**SUPPLIED DATA:**
//! CLI Commands

pub mod check;
pub mod list;
pub mod pages;
pub mod run;

use std::path::{Path, PathBuf};

use anyhow::{Context, Result};
use clap::Args;
use formflow_e2e::table::expand_all;
use formflow_e2e::{HarnessConfig, PageRegistry, ScenarioCase, ScenarioTable};
use tracing::debug;

/// Where scenario tables and extra page definitions come from
#[derive(Args, Debug, Clone)]
pub struct SourceArgs {
    /// Directory of scenario tables (*.yaml); defaults to `scenarios_dir`
    /// from the config
    #[arg(long)]
    pub scenarios: Option<PathBuf>,

    /// Directory of additional page definitions (*.yaml)
    #[arg(long)]
    pub pages: Option<PathBuf>,

    /// Only cases carrying this tag
    #[arg(short, long)]
    pub tag: Option<String>,

    /// Only cases whose `table/row` id contains this text
    #[arg(short, long)]
    pub filter: Option<String>,
}

impl SourceArgs {
    pub fn registry(&self) -> Result<PageRegistry> {
        load_registry(self.pages.as_deref())
    }

    /// Table directory: the flag, else the configured one
    pub fn scenarios_dir<'a>(&'a self, config: &'a HarnessConfig) -> &'a Path {
        self.scenarios.as_deref().unwrap_or(&config.scenarios_dir)
    }

    /// Load, expand and filter the scenario tables
    pub fn cases(&self, config: &HarnessConfig) -> Result<Vec<ScenarioCase>> {
        let dir = self.scenarios_dir(config);
        let tables = ScenarioTable::load_all(dir)
            .with_context(|| format!("loading scenarios from {}", dir.display()))?;
        let cases = select(expand_all(&tables), self.tag.as_deref(), self.filter.as_deref());
        debug!("{} case(s) selected from {} table(s)", cases.len(), tables.len());
        Ok(cases)
    }
}

pub fn load_registry(pages_dir: Option<&Path>) -> Result<PageRegistry> {
    let mut registry = PageRegistry::builtin()?;
    if let Some(dir) = pages_dir {
        let loaded = registry
            .load_dir(dir)
            .with_context(|| format!("loading pages from {}", dir.display()))?;
        debug!("Loaded {} page definition(s) from {}", loaded, dir.display());
    }
    Ok(registry)
}

pub fn select(cases: Vec<ScenarioCase>, tag: Option<&str>, filter: Option<&str>) -> Vec<ScenarioCase> {
    cases
        .into_iter()
        .filter(|c| tag.map_or(true, |t| c.has_tag(t)))
        .filter(|c| filter.map_or(true, |f| c.id().contains(f)))
        .collect()
}
//! Error types for the publisher

use thiserror::Error;

/// Result type alias for publishing operations
pub type ApiResult<T> = Result<T, ApiError>;

/// Publishing and polling errors
#[derive(Error, Debug)]
pub enum ApiError {
    /// HTTP request failed
    #[error("HTTP request failed: {0}")]
    Request(#[from] reqwest::Error),

    /// JSON serialization/deserialization failed
    #[error("JSON error: {0}")]
    Json(#[from] serde_json::Error),

    /// Reading a file to upload failed
    #[error("IO error: {0}")]
    Io(#[from] std::io::Error),

    /// Descriptor or content resolution failed
    #[error(transparent)]
    Build(#[from] kiwix_core::Error),

    /// Configuration error
    #[error("Configuration error: {0}")]
    Config(String),

    /// Missing environment variable
    #[error("Missing environment variable: {0}")]
    MissingEnvVar(String),

    /// The access token was rejected
    #[error("The credentials have been revoked or expired, please re-authorize")]
    CredentialsExpired,

    /// API returned an error response
    #[error("API error ({status}): {message}")]
    ApiResponse {
        /// HTTP status code
        status: u16,
        /// Error message from API
        message: String,
    },

    /// A response lacked a field the workflow needs
    #[error("Unexpected API response: missing `{0}`")]
    MissingField(&'static str),

    /// The test run never reached a terminal state
    #[error("Test run still not finished after {attempts} attempts")]
    PollTimeout {
        /// Number of polls made
        attempts: u32,
    },

    /// The test run finished with failures
    #[error("Test run finished with success ratio {ratio}")]
    TestsFailed {
        /// Ratio of passing tests reported by the run
        ratio: f64,
    },

    /// Invalid URL
    #[error("Invalid URL: {0}")]
    InvalidUrl(String),
}

impl ApiError {
    /// Create a configuration error
    pub fn config(msg: impl Into<String>) -> Self {
        Self::Config(msg.into())
    }

    /// Create a missing env var error
    pub fn missing_env(var: impl Into<String>) -> Self {
        Self::MissingEnvVar(var.into())
    }

    /// Create an API response error; 401 means the token is no longer valid
    pub fn api_response(status: u16, message: impl Into<String>) -> Self {
        if status == 401 {
            return Self::CredentialsExpired;
        }
        Self::ApiResponse {
            status,
            message: message.into(),
        }
    }

    /// Check if this is a client error (4xx)
    #[must_use]
    pub fn is_client_error(&self) -> bool {
        matches!(self, Self::CredentialsExpired)
            || matches!(self, Self::ApiResponse { status, .. } if (400..500).contains(status))
    }
}
//! Native dependency pipeline and Gradle packaging for Kiwix Android
//!
//! This crate provides the Android build side of the tools:
//! - Target architectures and their NDK toolchains
//! - The per-architecture native build (liblzma, libicu, libzim, libkiwix)
//! - Locale list generation
//! - Gradle APK assembly, cleanup and listing

pub mod arch;
pub mod config;
pub mod gradle;
pub mod manifest;
pub mod native;
pub mod toolchain;

pub use arch::Arch;
pub use config::BuildConfig;
pub use native::{NativeBuild, NativeReport, NativeStage, Progress};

**PROMPT:** Return each full line of the entries that contains the word "matches".

**ANSWER SPACE:**
        matches!(self, Self::CredentialsExpired)
            || matches!(self, Self::ApiResponse { status, .. } if (400..500).contains(status))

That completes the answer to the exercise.